My circumstances have evolved to the point where I again have little option but to re-consider the PI.

It is important to note that I COULD surrender the dream, and go back to Aussie and get a real job again, most likely in one of the stressed-out rabbit warren cities, but that to me would be a personal failure at this point.

I stumbled across a site that 'sells' retirement in the PI, and the webmaster lives in and promotes Bacolod as one of about ten best places to retire in PI.

While it seems the site provides accurate, approachable info and has a growing and friendly forum, there is clearly a bias to talking up Bacolod, and that's understandable.

So I am reviving the original theme of this thread and asking for 'boots on the ground' reports from Bacolod, and other cities with similar populations, attractions (less crime counts as an attraction in my book!) and cost of living. Also for me regional airport access would be a plus, as don't have time or trust for ferries. Absence of airport is not a dealbreaker, but it would be nice.

Thanks.


----------



## dhream (Jan 30, 2012)

I would like to clarify a point I made in the last post when I said: 'I again have little option but to re-consider the PI.' 

That's not to say that the PI is or was a 'second best' but that I came to Thailand originally based on a 'check-it-out basis', and in truth I was swayed most by the crime statistics, but 'the plan' has evolved to the point where the PI is actually now the preferred option for many sound reasons, such as ancillary visa benefits, ease of re-entry, regional travel cost and access to Hong Kong with less kerfuffle than currently happens in Thailand, and I have since also found places cheaper than Chiang Mai, which was my asian benchmark for the city with the mostest, to slightly smaller cities in PI with similar costs, amenities and attractions. 

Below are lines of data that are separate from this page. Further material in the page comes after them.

//! Client configuration loaded from environment variables.
//!
//! Every setting has a default, so a client starts with no configuration at
//! all. Values that do not parse are logged and replaced by the default.

use std::path::PathBuf;
use std::time::Duration;

use dari_media::{HostDevices, RetryPolicy};
use dari_shared::constants::{
    DEFAULT_ANSWER_TIMEOUT_SECS, DEFAULT_CONNECT_TIMEOUT_SECS, DEFAULT_STALE_CALL_TTL_SECS,
    DEFAULT_STORE_RETRY_ATTEMPTS, DEFAULT_STORE_RETRY_BACKOFF_MS, DEFAULT_STUN_URLS,
    DEFAULT_SWEEP_INTERVAL_SECS,
};
use dari_shared::UserId;
use dari_store::{Database, SqliteMailbox, StoreError};

use crate::session::CallTimeouts;

#[derive(Debug, Clone)]
pub struct ClientConfig {
    /// Mailbox database file.
    /// Env: `DARI_DB_PATH`
    /// Default: `mailbox.db` in the platform data directory.
    pub db_path: Option<PathBuf>,

    /// Authenticated user. Without one, every mailbox operation is refused.
    /// Env: `DARI_USER_ID`
    pub user_id: Option<UserId>,

    /// Public STUN servers.
    /// Env: `DARI_STUN_URLS` (comma-separated)
    /// Default: the two Google STUN servers.
    pub stun_urls: Vec<String>,

    /// Relay credential endpoint.
    /// Env: `DARI_RELAY_CREDENTIALS_URL`
    /// Default: none (STUN only).
    pub relay_credentials_url: Option<String>,

    /// How long the caller waits for an answer.
    /// Env: `DARI_ANSWER_TIMEOUT_SECS`
    /// Default: `60`
    pub answer_timeout: Duration,

    /// How long either side waits for `connected`.
    /// Env: `DARI_CONNECT_TIMEOUT_SECS`
    /// Default: `30`
    pub connect_timeout: Duration,

    /// Tries per mailbox operation, including the first.
    /// Env: `DARI_STORE_RETRY_ATTEMPTS`
    /// Default: `3`
    pub store_retry_attempts: u32,

    /// First retry delay; doubles on every further retry.
    /// Env: `DARI_STORE_RETRY_BACKOFF_MS`
    /// Default: `200`
    pub store_retry_backoff: Duration,

    /// Unanswered call records older than this are swept.
    /// Env: `DARI_STALE_CALL_TTL_SECS`
    /// Default: `3600`
    pub stale_call_ttl: Duration,

    /// Env: `DARI_SWEEP_INTERVAL_SECS`
    /// Default: `300`
    pub sweep_interval: Duration,

    /// Whether the host reports a camera.
    /// Env: `DARI_CAMERA` (on/off)
    /// Default: `on`
    pub camera: bool,
}

impl Default for ClientConfig {
    fn default() -> Self {
        Self {
            db_path: None,
            user_id: None,
            stun_urls: DEFAULT_STUN_URLS.iter().map(|u| u.to_string()).collect(),
            relay_credentials_url: None,
            answer_timeout: Duration::from_secs(DEFAULT_ANSWER_TIMEOUT_SECS),
            connect_timeout: Duration::from_secs(DEFAULT_CONNECT_TIMEOUT_SECS),
            store_retry_attempts: DEFAULT_STORE_RETRY_ATTEMPTS,
            store_retry_backoff: Duration::from_millis(DEFAULT_STORE_RETRY_BACKOFF_MS),
            stale_call_ttl: Duration::from_secs(DEFAULT_STALE_CALL_TTL_SECS),
            sweep_interval: Duration::from_secs(DEFAULT_SWEEP_INTERVAL_SECS),
            camera: true,
        }
    }
}

impl ClientConfig {
    /// Load configuration from environment variables, falling back to defaults.
    pub fn from_env() -> Self {
        Self::from_lookup(|key| std::env::var(key).ok())
    }

    fn from_lookup(lookup: impl Fn(&str) -> Option<String>) -> Self {
        let mut config = Self::default();

        if let Some(path) = lookup("DARI_DB_PATH") {
            if !path.is_empty() {
                config.db_path = Some(PathBuf::from(path));
            }
        }

        if let Some(user) = lookup("DARI_USER_ID") {
            let user = user.trim();
            if !user.is_empty() {
                config.user_id = Some(UserId::new(user));
            }
        }

        if let Some(urls) = lookup("DARI_STUN_URLS") {
            let urls: Vec<String> = urls
                .split(',')
                .map(str::trim)
                .filter(|u| !u.is_empty())
                .map(String::from)
                .collect();
            if urls.iter().all(|u| u.starts_with("stun:")) {
                config.stun_urls = urls;
            } else {
                tracing::warn!(value = ?urls, "Invalid DARI_STUN_URLS, using default");
            }
        }

        if let Some(url) = lookup("DARI_RELAY_CREDENTIALS_URL") {
            if url.starts_with("http://") || url.starts_with("https://") {
                config.relay_credentials_url = Some(url);
            } else if !url.is_empty() {
                tracing::warn!(value = %url, "Invalid DARI_RELAY_CREDENTIALS_URL, ignoring");
            }
        }

        if let Some(secs) = parse_u64(&lookup, "DARI_ANSWER_TIMEOUT_SECS") {
            config.answer_timeout = Duration::from_secs(secs);
        }
        if let Some(secs) = parse_u64(&lookup, "DARI_CONNECT_TIMEOUT_SECS") {
            config.connect_timeout = Duration::from_secs(secs);
        }
        if let Some(n) = parse_u64(&lookup, "DARI_STORE_RETRY_ATTEMPTS") {
            config.store_retry_attempts = u32::try_from(n).unwrap_or(u32::MAX);
        }
        if let Some(ms) = parse_u64(&lookup, "DARI_STORE_RETRY_BACKOFF_MS") {
            config.store_retry_backoff = Duration::from_millis(ms);
        }
        if let Some(secs) = parse_u64(&lookup, "DARI_STALE_CALL_TTL_SECS") {
            config.stale_call_ttl = Duration::from_secs(secs);
        }
        if let Some(secs) = parse_u64(&lookup, "DARI_SWEEP_INTERVAL_SECS") {
            config.sweep_interval = Duration::from_secs(secs);
        }

        if let Some(val) = lookup("DARI_CAMERA") {
            match val.trim().to_ascii_lowercase().as_str() {
                "on" | "true" | "1" => config.camera = true,
                "off" | "false" | "0" => config.camera = false,
                _ => tracing::warn!(value = %val, "Invalid DARI_CAMERA, using default"),
            }
        }

        // RUST_LOG is read by tracing-subscriber's EnvFilter directly.

        config
    }

    pub fn retry_policy(&self) -> RetryPolicy {
        RetryPolicy::new(self.store_retry_attempts, self.store_retry_backoff)
    }

    pub fn timeouts(&self) -> CallTimeouts {
        CallTimeouts {
            answer: self.answer_timeout,
            connect: self.connect_timeout,
        }
    }

    pub fn host_devices(&self) -> HostDevices {
        HostDevices::new(self.camera)
    }

    /// Open the configured mailbox, creating the file if needed.
    pub fn open_mailbox(&self) -> Result<SqliteMailbox, StoreError> {
        match &self.db_path {
            Some(path) => {
                if let Some(parent) = path.parent() {
                    if !parent.as_os_str().is_empty() {
                        std::fs::create_dir_all(parent)?;
                    }
                }
                SqliteMailbox::open_at(path)
            }
            None => Ok(SqliteMailbox::new(Database::new()?)),
        }
    }
}

/// Zero is rejected: every numeric setting is a count or a duration that
/// has to be positive.
fn parse_u64(lookup: &impl Fn(&str) -> Option<String>, key: &str) -> Option<u64> {
    let raw = lookup(key)?;
    match raw.trim().parse::<u64>() {
        Ok(n) if n > 0 => Some(n),
        _ => {
            tracing::warn!(key, value = %raw, "Invalid setting, using default");
            None
        }
    }
}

I don't need the big city bustle, but I'm not a happy hog in sticksville either, I need a medium sized burg.

It is interesting that, inefficiency, traffic issues, corruption, a variable anti-foreigner bias and 'manyana' seem to be held as institutions of esteem by both Thai and RP officialdom


----------



## HondaGuy (Aug 6, 2012)

Not related specifically to Bacolod, but there is a guy on YouTube who posts videos about living in Dumaguete. His channel is called Life Beyond the Sea. I think he gives a pretty good overview on living in a smaller town in the Philippines.


----------



## dhream (Jan 30, 2012)

HondaGuy said:


> Not related specifically to Bacolod, but there is a guy on YouTube who posts videos about living in Dumaguete. His channel is called Life Beyond the Sea. I think he gives a pretty good overview on living in a smaller town in the Philippines.


HondaGuy thanks, I have looked at his site, it seems pretty straight shooting, and while it's not Bacolod, it's another option, and nothing wrong with having options!

JetLag, got your PM thanks for the :bump2: and Happy Holidays to all at Chez 'JetLag'.


----------



## Gary D (Oct 28, 2013)

If the Bacolog guy is who I think it is his sun glasses are definitely rose tinted. Not to say there is anything wrong with Bacolog but most places in the Philippines are what you make of them.


----------



## dhream (Jan 30, 2012)

Gary D said:


> If the Bacolog guy is who I think it is his sun glasses are definitely rose tinted. Not to say there is anything wrong with Bacolog but most places in the Philippines are what you make of them.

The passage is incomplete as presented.